Featured News - Current News - Archived News - News Categories
By Benjamin Joe
Tribune Editor
At 7 p.m. Tuesday, Oct. 22, at the North Tonawanda History Museum, Karen Wielinski will present her experience in 2009 when a Continental Airlines passenger flight crashed into her home in Clarence, killing 50 passengers and her husband who was in another room of the house.
For Wielinski, the experience of writing about what she and her family lost was key to her own journey after the tragedy.
Called “The Crash of Flight 3407,” the presentation takes on a survivor’s tale of heartache and acceptance, as well as anger for the early demise of her husband, Doug. Wielinski chronicles these emotions in her memoir “One on the Ground,” parts of which she’ll share with the attendees at the event.
“It’s grief,” Wielinski said of what she put into her writing. “And then survival.”
The first section of the book takes on the very first year after the tragedy, month by month. It’s not till much later that Wielinski had the courage to join with the other families of Flight 3407. It’s their stories Wielinski embraces in the second section of her book.
The third part of the book chronicles what Wielinski calls one of the hardest parts of her life: the trial to bring Continental Airlines to justice for unsafe air-safety. All of this, she said, could never have happened if it wasn’t for the encouragement she received after the crash.

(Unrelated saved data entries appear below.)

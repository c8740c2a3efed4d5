//! Fixed-window caption segmentation.

use std::time::Duration;

use super::CaptionBlock;

/// Blocks assigned to one window.
#[derive(Debug, Clone, PartialEq, Eq)]
pub struct CaptionSegment {
    /// Zero-based position in the caption playlist.
    pub index: usize,
    pub blocks: Vec<CaptionBlock>,
    /// Span covered by the window.
    pub duration: Duration,
}

/// Buckets start-ordered blocks into windows of `window` length.
///
/// A block ending within `grace` past the window boundary stretches the
/// window instead of spilling into the next one. Blocks that straddle a
/// boundary are repeated in the following window; they are never split or
/// reordered. Windows falling in a gap of the timeline come out empty so
/// segment durations stay contiguous.
///
/// Blocks go in through [`push`](Self::push); [`finish`](Self::finish)
/// consumes the segmenter and returns the trailing window.
#[derive(Debug)]
pub struct CaptionSegmenter {
    window: Duration,
    grace: Duration,
    window_start: Duration,
    span: Duration,
    blocks: Vec<CaptionBlock>,
    index: usize,
}

impl CaptionSegmenter {
    /// Create a segmenter. `window` must be non-zero.
    pub fn new(window: Duration, grace: Duration) -> Self {
        Self {
            window,
            grace,
            window_start: Duration::ZERO,
            span: Duration::ZERO,
            blocks: Vec::new(),
            index: 0,
        }
    }

    /// Offer the next block, returning every window it closed.
    pub fn push(&mut self, block: CaptionBlock) -> Vec<CaptionSegment> {
        let mut flushed = Vec::new();

        loop {
            let relative_end = block.end.saturating_sub(self.window_start);
            let clipped_end = if relative_end > self.window + self.grace {
                self.window_start + self.window
            } else {
                block.end
            };

            let span = self
                .span
                .max(clipped_end.saturating_sub(self.window_start));
            let flushes = span >= self.window;
            // A block the window cannot hold is still taken when the window
            // stays open, so nothing is ever dropped.
            let added = block.start < clipped_end || !flushes;
            if added {
                self.blocks.push(block.clone());
            }
            self.span = span;

            if !flushes {
                break;
            }

            let next_start = self.window_start + span;
            flushed.push(self.flush());
            self.window_start = next_start;

            let straddles = block.start < next_start && next_start < block.end;
            if added && !straddles {
                break;
            }
        }

        flushed
    }

    /// Close the trailing window, if it holds any block.
    pub fn finish(mut self) -> Option<CaptionSegment> {
        if self.blocks.is_empty() {
            return None;
        }
        Some(self.flush())
    }

    fn flush(&mut self) -> CaptionSegment {
        let segment = CaptionSegment {
            index: self.index,
            blocks: std::mem::take(&mut self.blocks),
            duration: self.span,
        };
        tracing::trace!(
            index = segment.index,
            blocks = segment.blocks.len(),
            duration = ?segment.duration,
            "caption window closed"
        );
        self.index += 1;
        self.span = Duration::ZERO;
        segment
    }
}

/// File name of segment `index`: `<base>-<5-digit index>.<extension>`.
pub fn segment_file_name(base: &str, index: usize, extension: &str) -> String {
    format!("{base}-{index:05}.{extension}")
}

/// Contents of a segment file: the `WEBVTT` line, the source's header
/// lines, a blank line, then the blocks' raw text.
pub fn render_segment(header: &[String], segment: &CaptionSegment) -> String {
    let mut out = String::from("WEBVTT\n");
    for line in header {
        out.push_str(line);
        out.push('\n');
    }
    out.push('\n');
    for block in &segment.blocks {
        out.push_str(&block.text);
    }
    out
}
//! Application configuration types.
//!
//! The top-level [`Config`] struct is deserialized from TOML. Every section
//! defaults sensibly so an empty file is valid. Builders receive their own
//! section explicitly; nothing here is global.

use serde::{Deserialize, Serialize};
use std::path::PathBuf;
use std::time::Duration;

use crate::error::Result;
use crate::Error;

/// One MPEG transport stream packet.
pub const TS_PACKET_SIZE: u64 = 188;

// ---------------------------------------------------------------------------
// Top-level Config
// ---------------------------------------------------------------------------

/// Root application configuration.
#[derive(Debug, Clone, Serialize, Deserialize)]
#[serde(default)]
pub struct Config {
    /// Maximum number of variants / caption streams processed at once.
    pub max_parallel_units: usize,
    pub iframes: IFrameConfig,
    pub captions: CaptionConfig,
    pub tools: ToolsConfig,
}

impl Default for Config {
    fn default() -> Self {
        Self {
            max_parallel_units: 4,
            iframes: IFrameConfig::default(),
            captions: CaptionConfig::default(),
            tools: ToolsConfig::default(),
        }
    }
}

impl Config {
    /// Deserialize a `Config` from a TOML string.
    pub fn from_toml(toml_str: &str) -> Result<Self> {
        toml::from_str(toml_str).map_err(|e| Error::Validation(format!("config parse error: {e}")))
    }

    /// Check for values no pipeline can run with.
    pub fn check(&self) -> Result<()> {
        if self.max_parallel_units == 0 {
            return Err(Error::Validation("max_parallel_units must be at least 1".into()));
        }
        if self.captions.segment_duration_secs == 0 {
            return Err(Error::Validation(
                "captions.segment_duration_secs must be at least 1".into(),
            ));
        }
        if self.captions.channel_capacity == 0 {
            return Err(Error::Validation(
                "captions.channel_capacity must be at least 1".into(),
            ));
        }
        if self.captions.segment_extension.is_empty() {
            return Err(Error::Validation("captions.segment_extension is empty".into()));
        }
        if self.iframes.playlist_suffix.is_empty() {
            return Err(Error::Validation(
                "iframes.playlist_suffix is empty; the variant playlist would be overwritten"
                    .into(),
            ));
        }
        Ok(())
    }

    /// Return a list of validation warnings (non-fatal issues).
    pub fn validate(&self) -> Vec<String> {
        let mut warnings = Vec::new();

        if self.iframes.packet_padding != TS_PACKET_SIZE {
            warnings.push(format!(
                "iframes.packet_padding is {} (transport streams use {})",
                self.iframes.packet_padding, TS_PACKET_SIZE
            ));
        }

        if self.captions.grace_ms >= self.captions.segment_duration_secs.saturating_mul(1000) {
            warnings.push(
                "captions.grace_ms is not shorter than the segment duration; \
                 segments may run up to twice their nominal length"
                    .into(),
            );
        }

        if let Some(ref p) = self.tools.ffprobe_path {
            if !p.exists() {
                warnings.push(format!(
                    "tools.ffprobe_path {} does not exist; PATH will be searched",
                    p.display()
                ));
            }
        }

        if self.tools.probe_timeout_secs == 0 {
            warnings.push("tools.probe_timeout_secs is 0; every probe will time out".into());
        }

        warnings
    }
}

// ---------------------------------------------------------------------------
// I-frame playlists
// ---------------------------------------------------------------------------

/// Settings for I-frame-only playlist synthesis.
#[derive(Debug, Clone, Serialize, Deserialize)]
#[serde(default)]
pub struct IFrameConfig {
    /// Bytes added to the reported size of a segment's last keyframe, which
    /// has no following packet to bound it.
    pub packet_padding: u64,
    /// Seconds subtracted from the source chunklist's target duration.
    pub target_duration_decrement: u64,
    /// Inserted between the variant file stem and its extension.
    pub playlist_suffix: String,
}

impl Default for IFrameConfig {
    fn default() -> Self {
        Self {
            packet_padding: TS_PACKET_SIZE,
            target_duration_decrement: 1,
            playlist_suffix: "_I-FRAME-ONLY".to_string(),
        }
    }
}

// ---------------------------------------------------------------------------
// Caption segmentation
// ---------------------------------------------------------------------------

/// Settings for WebVTT caption segmentation.
#[derive(Debug, Clone, Serialize, Deserialize)]
#[serde(default)]
pub struct CaptionConfig {
    /// Nominal window length.
    pub segment_duration_secs: u64,
    /// How far past the window a cue may end before it is clipped.
    pub grace_ms: u64,
    /// Bound of the parser-to-segmenter hand-off.
    pub channel_capacity: usize,
    /// Maximum wait for the next cue before the stream is abandoned.
    pub hand_off_timeout_secs: u64,
    /// Extension of segment files, without the dot.
    pub segment_extension: String,
}

impl Default for CaptionConfig {
    fn default() -> Self {
        Self {
            segment_duration_secs: 6,
            grace_ms: 500,
            channel_capacity: 16,
            hand_off_timeout_secs: 60,
            segment_extension: "vtt".to_string(),
        }
    }
}

impl CaptionConfig {
    pub fn segment_duration(&self) -> Duration {
        Duration::from_secs(self.segment_duration_secs)
    }

    pub fn grace(&self) -> Duration {
        Duration::from_millis(self.grace_ms)
    }

    pub fn hand_off_timeout(&self) -> Duration {
        Duration::from_secs(self.hand_off_timeout_secs)
    }
}

// ---------------------------------------------------------------------------
// External tools
// ---------------------------------------------------------------------------

/// Optional overrides for external tool paths.
#[derive(Debug, Clone, Serialize, Deserialize)]
#[serde(default)]
pub struct ToolsConfig {
    pub ffprobe_path: Option<PathBuf>,
    /// Maximum execution time of one probe call.
    pub probe_timeout_secs: u64,
}

impl Default for ToolsConfig {
    fn default() -> Self {
        Self {
            ffprobe_path: None,
            probe_timeout_secs: 300,
        }
    }
}

impl ToolsConfig {
    pub fn probe_timeout(&self) -> Duration {
        Duration::from_secs(self.probe_timeout_secs)
    }
}
//! WebVTT caption segmentation.
//!
//! [`CueParser`] turns WebVTT lines into [`CaptionBlock`]s one line at a
//! time ([`CueBlocks`] wraps it as an iterator over a reader), and
//! [`CaptionSegmenter`] buckets the blocks into fixed-duration segments.

mod parser;
mod segmenter;

use std::time::Duration;

pub use parser::{parse_timestamp, CueBlocks, CueEvent, CueParser};
pub use segmenter::{render_segment, segment_file_name, CaptionSegment, CaptionSegmenter};

/// One timed cue, with the text of any note, region, style or identifier
/// lines that preceded it.
#[derive(Debug, Clone, PartialEq, Eq)]
pub struct CaptionBlock {
    pub start: Duration,
    pub end: Duration,
    /// Raw source text: associated lines, the timing line and the payload,
    /// always terminated by a blank line.
    pub text: String,
}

“I moved to East Aurora in 2010 and, after that, joined a writing group,” Wielinski said. “I credit that with getting the juices flowing.”
Wielinski said that Rick Ohler started the group and was very encouraging to the writers, often giving prompts to tackle.
“That really worked for me,” she said. “It got me writing.”
More encouragement was to come when Eric Brady, formerly of USA Today, called her in 2011. He wanted to do a story on her husband, something Wielinski was more than happy to help with. She said that Brady was also very encouraging and between him and the writing group, she got the strength to write, what many would call, a very personal and emotional memoir.
“(Writing is) cathartic for me,” she said. “It helped. … It keeps my husband’s spirit alive.”
“One on the Ground” will be on sale before and after the presentation at 712 Oliver St., North Tonawanda.